Und das ist der Punkt, wo es ungesund wird, weil man einfach immer mehr eigenen Lebensraum aufgibt, weil man immer mehr von denen durchgetaktet wird, von den beruflichen Anforderungen und die eigenen Ziele rutschen weg, das eigene Leben und eigene Ich, der eigene Biorhythmus wird immer mehr platt gemacht. Man lebt fremdbestimmt statt selbstbestimmt. Andere Menschen um uns rum werden ihr Verhalten uns gegenüber nicht mehr ändern. Mein Neuropsychologe hat damals auch gesagt: Ihre Familie ist ein System, das so gewachsen ist. Und Sie sind eine tragende Säule darin. Sie tragen das fast komplett. Und die anderen hören nicht auf, sich auf Sie zu verlassen und von Ihnen alles abzuverlangen, weil das die ungeschriebenen Regeln in disem System sind. Das ist lange Zeit so gelaufen und jetzt können Sie es nicht mehr stoppen. Die einzige Chance, wie Sie dieses System verändern können, ist, dass Sie es verlassen. Sie müssen aus diesem System rausgehen, weil im System bleibt alles gleich. Sie können Ihre Familienmitglieder jetzt nicht mehr umerziehen. Wenn Sie das versuchen, fallen Sie damit auf die Nase und kriegen noch mehr Wut ab!.
Bei Dir wird es ähnlich sein? Das vermute ich zumindest.
Deshalb ist der Einzug in eine eigene Wohnung sicher ein guter Schritt, um was für sich zu tun. Wenn die Familie zu Hause deswegen enttäuscht ist, dann sag' denen, dass Du das nicht gegen Sie machst, sondern für Dich. Du kannst sagen, dass Du reizüberflutet bist und viel schlafen musst, damit Du wieder auf die Beine kommst und dass zu Hause zu viel los ist, dass zu viel Unruhe da ist, zu viele Leute und es einfach zu viel im Moment ist. Halte die Kontakte, lade Sie regelmäßig zu Dir ein, macht gemeinsam was, freut Euch zusammen, teilt die schönen Dinge. Aber sobald Du alleine in Deiner Wohnung bist, bist Du allein dran. Um nicht so einsam zu sein, habe ich mich wieder mehr auf's Musik hören verlegt, ich schau' regelmäßig doch mal was im Fernsehen, schau' wieder öfter Politiksendungen, damit man auf dem Laufenden ist und einfach auch Diskussionen von gescheiteten Menschen mitbekommt. Ich habe mich mehr in den Umwelt- und Tierschutz eingearbeitet, bin Veganerin geworden, habe völlig neue Seiten an mir entdeckt und begriffen, dass ich anders bin als meine Familie. Und ich habe begriffen, dass mein Leben anders ist als ihres und sie meins nicht kennen wollen und nicht verstehen wollen.
Und ich sage es mal so:
Die eine Hälfte meiner Geschwister habe ich sausen lassen. Und mit der anderen Hälfte habe ich viel und die nötige Geduld. Es hilft mir, mir immer wieder zu sagen, dass sie vieles einfach nicht verstehen und dass es nicht böse gemeint ist.
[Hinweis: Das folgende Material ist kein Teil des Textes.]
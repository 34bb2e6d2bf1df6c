//! Integration tests for ethos-core: genome sealing, guard, resonance

use ethos_core::*;
use serde_json::json;

// ===========================================================================
// Seal / verify round trip
// ===========================================================================

#[test]
fn build_seals_and_verifies() {
    let genome = GenomeBuilder::new()
        .ethics_principle("no_harm", true)
        .resonance_node(ResonanceNode::new("alpha", 1.0))
        .build();
    assert!(genome.is_sealed());
    assert!(genome.verify_integrity());
    assert_eq!(genome.checksum().unwrap().len(), 64); // hex SHA-256
}

#[test]
fn every_protected_field_is_tamper_evident() {
    // Flag flip
    let mut genome = GenomeBuilder::create_default();
    genome.set_flag("transparency", false);
    assert!(!genome.verify_integrity());

    // Consciousness drift
    let mut genome = GenomeBuilder::create_default();
    genome.update_consciousness(&StateVector::new(0.2, 0.2, 0.2));
    assert!(!genome.verify_integrity());

    // Node-count change
    let mut genome = GenomeBuilder::create_default();
    genome.collective_mut().add_node(ResonanceNode::new("late", 1.0));
    assert!(!genome.verify_integrity());
}

#[test]
fn adding_an_unlisted_flag_breaks_the_seal() {
    // New flag names enter the hashed set too, not just the three defaults.
    let mut genome = GenomeBuilder::create_default();
    genome.set_flag("extra_caution", true);
    assert!(!genome.verify_integrity());
}

#[test]
fn never_sealed_genome_fails_guard_and_verify() {
    let genome = Genome::default();
    assert!(!genome.verify_integrity());

    let guard = IntegrityGuard::new();
    let err = guard.verify_or_raise(&genome).unwrap_err();
    assert!(matches!(err, Error::IntegrityViolation { .. }));
    assert_eq!(guard.verification_count(), 1);
}

#[test]
fn distinct_flag_sets_produce_distinct_checksums() {
    let a = GenomeBuilder::create_default();
    let b = GenomeBuilder::new().ethics_principle("no_harm", false).build();
    assert_ne!(a.checksum(), b.checksum());
}

// ===========================================================================
// Snapshot (exportable form)
// ===========================================================================

#[test]
fn snapshot_carries_the_external_contract_fields() {
    let genome = GenomeBuilder::new()
        .resonance_node(ResonanceNode::new("alpha", 1.0))
        .metadata("origin", json!("core_tests"))
        .build();
    let snap = genome.snapshot();

    let value = serde_json::to_value(&snap).unwrap();
    assert_eq!(value["node_count"], json!(1));
    assert_eq!(value["consciousness_level"], json!(0.5));
    assert_eq!(value["ethics"]["no_harm"], json!(true));
    assert!(value["checksum"].is_string());
}

// ===========================================================================
// Broadcast / coordinate (driven without a runtime)
// ===========================================================================

#[test]
fn broadcast_identity_and_empty_set() {
    let mut empty = Collective::new();
    assert_eq!(futures::executor::block_on(empty.broadcast(0.9)), 0.0);

    let mut collective = Collective::new();
    collective.add_node(ResonanceNode::new("a", 0.5));
    collective.add_node(ResonanceNode::new("b", 1.5));
    collective.add_node(ResonanceNode::new("c", 2.5));
    let out = futures::executor::block_on(collective.broadcast(0.9));
    assert!((out - 0.9).abs() < 1e-12);
}

#[test]
fn coordinate_after_mixed_resonance() {
    let mut collective = Collective::new();
    let mut a = ResonanceNode::new("a", 1.0);
    a.update_resonance(0.0);
    let mut b = ResonanceNode::new("b", 1.0);
    b.update_resonance(1.0);
    collective.add_node(a);
    collective.add_node(b);

    assert!((collective.coordinate() - 0.5).abs() < 1e-12);
    // Second pass is a fixed point: everyone already holds the mean.
    assert!((collective.coordinate() - 0.5).abs() < 1e-12);
}
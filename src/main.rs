//! ethos-bench — benchmark harness for the ethos decision engine
//!
//! Usage:
//!   ethos-bench                          → run every suite
//!   ethos-bench --test integrity         → seal/verify latency + tamper check
//!   ethos-bench --test pipeline          → decision latency over a mixed workload
//!   ethos-bench --test collective        → broadcast/coordinate scaling
//!
//! Results land as JSON under --output (default: results/).

mod bench;
mod report;

use anyhow::Result;
use clap::{Parser, ValueEnum};
use std::path::PathBuf;
use tracing_subscriber::EnvFilter;

#[derive(Clone, Copy, Debug, PartialEq, Eq, ValueEnum)]
enum Suite {
    All,
    Integrity,
    Pipeline,
    Collective,
}

#[derive(Parser)]
#[command(
    name = "ethos-bench",
    about = "Benchmark harness for the ethos policy-evaluation engine",
    version = env!("CARGO_PKG_VERSION")
)]
struct Cli {
    /// Which suite to run
    #[arg(long = "test", value_enum, default_value = "all")]
    suite: Suite,

    /// Measured iterations per suite
    #[arg(short, long, default_value_t = 1000)]
    iterations: usize,

    /// Largest collective size for the scaling suite (powers of two up to this)
    #[arg(short, long, default_value_t = 64)]
    nodes: usize,

    /// Output directory for JSON reports
    #[arg(short, long, default_value = "results")]
    output: PathBuf,
}

#[tokio::main]
async fn main() -> Result<()> {
    tracing_subscriber::fmt()
        .with_env_filter(EnvFilter::try_from_default_env().unwrap_or_else(|_| EnvFilter::new("info")))
        .init();

    let cli = Cli::parse();

    if matches!(cli.suite, Suite::All | Suite::Integrity) {
        let results = bench::run_integrity(cli.iterations);
        report::write_report(&cli.output, "integrity", results)?;
    }
    if matches!(cli.suite, Suite::All | Suite::Pipeline) {
        let results = bench::run_pipeline(cli.iterations).await;
        report::write_report(&cli.output, "pipeline", results)?;
    }
    if matches!(cli.suite, Suite::All | Suite::Collective) {
        let results = bench::run_collective(cli.iterations, cli.nodes).await;
        report::write_report(&cli.output, "collective", results)?;
    }

    Ok(())
}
Z.B. mit meinem Lieblingsbruder kann ich über vieles nicht reden.. Versteht er einfach nicht. Aber wir können über Excel-Tabellen und Formeln reden.
Man hat immer Schnittpunkte mit Menschen, die man so lange kennt und die man lieb hat. Und so wie sie manchmal auf mich eingehen, so gehe ich auch auf sie ein und höre ihnen zu, wenn sie mir was erzählen und bin offen für das, was ihre Welt ist.
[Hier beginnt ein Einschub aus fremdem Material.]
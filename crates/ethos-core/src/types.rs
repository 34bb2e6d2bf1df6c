//! Core types for Ethos - requests, verdicts, and risk ordinals

use serde::{Deserialize, Serialize};
use std::collections::HashMap;

/// Affect profile attached to each request (PAD model).
///
/// Immutable once constructed; the pipeline reads it but never writes it.
#[derive(Clone, Copy, Debug, PartialEq, Serialize, Deserialize)]
pub struct StateVector {
    pub arousal: f64,
    pub valence: f64,
    pub dominance: f64,
}

impl StateVector {
    pub fn new(arousal: f64, valence: f64, dominance: f64) -> Self {
        Self {
            arousal,
            valence,
            dominance,
        }
    }

    /// Mean of the three dimensions, clamped to [0, 1].
    pub fn presence(&self) -> f64 {
        let mean = (self.arousal + self.valence + self.dominance) / 3.0;
        mean.clamp(0.0, 1.0)
    }
}

impl Default for StateVector {
    fn default() -> Self {
        Self::new(0.5, 0.5, 0.5)
    }
}

/// Ordinal risk classification for a requested action.
#[derive(Clone, Copy, Debug, PartialEq, Eq, PartialOrd, Ord, Hash, Serialize, Deserialize)]
#[serde(rename_all = "UPPERCASE")]
pub enum RiskLevel {
    Low = 1,
    Medium = 2,
    High = 3,
    Critical = 4,
}

impl RiskLevel {
    /// Ordinal normalized to [0, 1] (ordinal / max ordinal).
    pub fn score(self) -> f64 {
        self as u8 as f64 / 4.0
    }
}

impl std::fmt::Display for RiskLevel {
    fn fmt(&self, f: &mut std::fmt::Formatter) -> std::fmt::Result {
        match self {
            RiskLevel::Low => f.write_str("LOW"),
            RiskLevel::Medium => f.write_str("MEDIUM"),
            RiskLevel::High => f.write_str("HIGH"),
            RiskLevel::Critical => f.write_str("CRITICAL"),
        }
    }
}

/// Terminal output of the evaluation pipeline.
#[derive(Clone, Copy, Debug, PartialEq, Eq, Hash, Serialize, Deserialize)]
#[serde(rename_all = "UPPERCASE")]
pub enum Verdict {
    Allow,
    Deny,
    Escalate,
}

impl std::fmt::Display for Verdict {
    fn fmt(&self, f: &mut std::fmt::Formatter) -> std::fmt::Result {
        match self {
            Verdict::Allow => f.write_str("ALLOW"),
            Verdict::Deny => f.write_str("DENY"),
            Verdict::Escalate => f.write_str("ESCALATE"),
        }
    }
}

/// One intended action, as described by the caller.
///
/// Constructed per decision and never mutated. The core does not validate
/// field contents; malformed inputs are the caller's problem.
#[derive(Clone, Debug, Serialize, Deserialize)]
pub struct DecisionContext {
    pub action_type: String,
    pub target: String,
    pub intent: String,
    pub risk_level: RiskLevel,
    pub state: StateVector,
    #[serde(default)]
    pub context_rules: HashMap<String, serde_json::Value>,
}

impl DecisionContext {
    pub fn new(
        action_type: impl Into<String>,
        target: impl Into<String>,
        intent: impl Into<String>,
        risk_level: RiskLevel,
        state: StateVector,
    ) -> Self {
        Self {
            action_type: action_type.into(),
            target: target.into(),
            intent: intent.into(),
            risk_level,
            state,
            context_rules: HashMap::new(),
        }
    }

    pub fn with_rule(mut self, key: impl Into<String>, value: serde_json::Value) -> Self {
        self.context_rules.insert(key.into(), value);
        self
    }
}

/// Truthiness of a free-form context-rule value.
///
/// null, false, 0, "" and empty containers are falsy; everything else is
/// truthy. Matches how the rule mapping is interpreted at the gate.
pub fn is_truthy(value: &serde_json::Value) -> bool {
    match value {
        serde_json::Value::Null => false,
        serde_json::Value::Bool(b) => *b,
        serde_json::Value::Number(n) => n.as_f64().map(|f| f != 0.0).unwrap_or(true),
        serde_json::Value::String(s) => !s.is_empty(),
        serde_json::Value::Array(a) => !a.is_empty(),
        serde_json::Value::Object(o) => !o.is_empty(),
    }
}

#[cfg(test)]
mod tests {
    use super::*;
    use serde_json::json;

    #[test]
    fn risk_scores_normalize_to_quarter_steps() {
        assert_eq!(RiskLevel::Low.score(), 0.25);
        assert_eq!(RiskLevel::Medium.score(), 0.5);
        assert_eq!(RiskLevel::High.score(), 0.75);
        assert_eq!(RiskLevel::Critical.score(), 1.0);
    }

    #[test]
    fn risk_ordering_is_ordinal() {
        assert!(RiskLevel::Low < RiskLevel::Medium);
        assert!(RiskLevel::Medium < RiskLevel::High);
        assert!(RiskLevel::High < RiskLevel::Critical);
    }

    #[test]
    fn verdict_serde_uppercase() {
        assert_eq!(serde_json::to_string(&Verdict::Allow).unwrap(), "\"ALLOW\"");
        let back: Verdict = serde_json::from_str("\"ESCALATE\"").unwrap();
        assert_eq!(back, Verdict::Escalate);
    }

    #[test]
    fn presence_is_clamped_mean() {
        assert_eq!(StateVector::new(0.3, 0.3, 0.3).presence(), 0.3);
        assert_eq!(StateVector::new(2.0, 2.0, 2.0).presence(), 1.0);
        assert_eq!(StateVector::new(-1.0, -1.0, -1.0).presence(), 0.0);
    }

    #[test]
    fn truthiness_table() {
        assert!(!is_truthy(&json!(null)));
        assert!(!is_truthy(&json!(false)));
        assert!(!is_truthy(&json!(0)));
        assert!(!is_truthy(&json!(0.0)));
        assert!(!is_truthy(&json!("")));
        assert!(!is_truthy(&json!([])));
        assert!(!is_truthy(&json!({})));
        assert!(is_truthy(&json!(true)));
        assert!(is_truthy(&json!(1)));
        assert!(is_truthy(&json!("no")));
        assert!(is_truthy(&json!([0])));
        assert!(is_truthy(&json!({"k": 0})));
    }

    #[test]
    fn context_builder_attaches_rules() {
        let ctx = DecisionContext::new(
            "read_file",
            "/etc/hosts",
            "inspect",
            RiskLevel::Low,
            StateVector::default(),
        )
        .with_rule("deny_all", json!(true));
        assert!(is_truthy(&ctx.context_rules["deny_all"]));
    }
}
//! Integrity guard - the single gate in front of every decision

use crate::error::{Error, Result};
use crate::genome::Genome;
use std::sync::atomic::{AtomicU64, Ordering};

/// Verifies a genome's seal before it is used, counting every check.
///
/// The counter increments whether the check passes or fails; a failed
/// check is fatal for the calling operation and is never retried here.
#[derive(Debug, Default)]
pub struct IntegrityGuard {
    verifications: AtomicU64,
}

impl IntegrityGuard {
    pub fn new() -> Self {
        Self::default()
    }

    /// Check the genome's seal, or fail with an integrity violation.
    pub fn verify_or_raise(&self, genome: &Genome) -> Result<()> {
        self.verifications.fetch_add(1, Ordering::Relaxed);
        if genome.verify_integrity() {
            Ok(())
        } else if !genome.is_sealed() {
            Err(Error::integrity_violation("genome was never sealed"))
        } else {
            Err(Error::integrity_violation(
                "checksum does not match protected fields",
            ))
        }
    }

    /// Number of verifications performed so far, passing or failing.
    pub fn verification_count(&self) -> u64 {
        self.verifications.load(Ordering::Relaxed)
    }
}

#[cfg(test)]
mod tests {
    use super::*;
    use crate::genome::GenomeBuilder;

    #[test]
    fn sealed_genome_passes() {
        let genome = GenomeBuilder::create_default();
        let guard = IntegrityGuard::new();
        assert!(guard.verify_or_raise(&genome).is_ok());
        assert_eq!(guard.verification_count(), 1);
    }

    #[test]
    fn unsealed_genome_raises() {
        let genome = Genome::default();
        let guard = IntegrityGuard::new();
        let err = guard.verify_or_raise(&genome).unwrap_err();
        assert!(matches!(err, Error::IntegrityViolation { .. }));
    }

    #[test]
    fn counter_increments_on_failure_too() {
        let mut genome = GenomeBuilder::create_default();
        genome.set_flag("no_harm", false);
        let guard = IntegrityGuard::new();
        for _ in 0..3 {
            assert!(guard.verify_or_raise(&genome).is_err());
        }
        assert_eq!(guard.verification_count(), 3);
    }
}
Deine Familie verlierst Du trotz eigener Wohnung nicht, wenn Du Deine Familienbande gut weiter pflegst. Für Freundschaften und Liebesbeziehungen gilt das Gleiche. Aber man muss auch merken, wann es zu viel Kraft und Zeit kostet und man selbst hinten runter fällt. Die erste Pflicht, die man hat, ist die, dass man für sich selbst sorgt.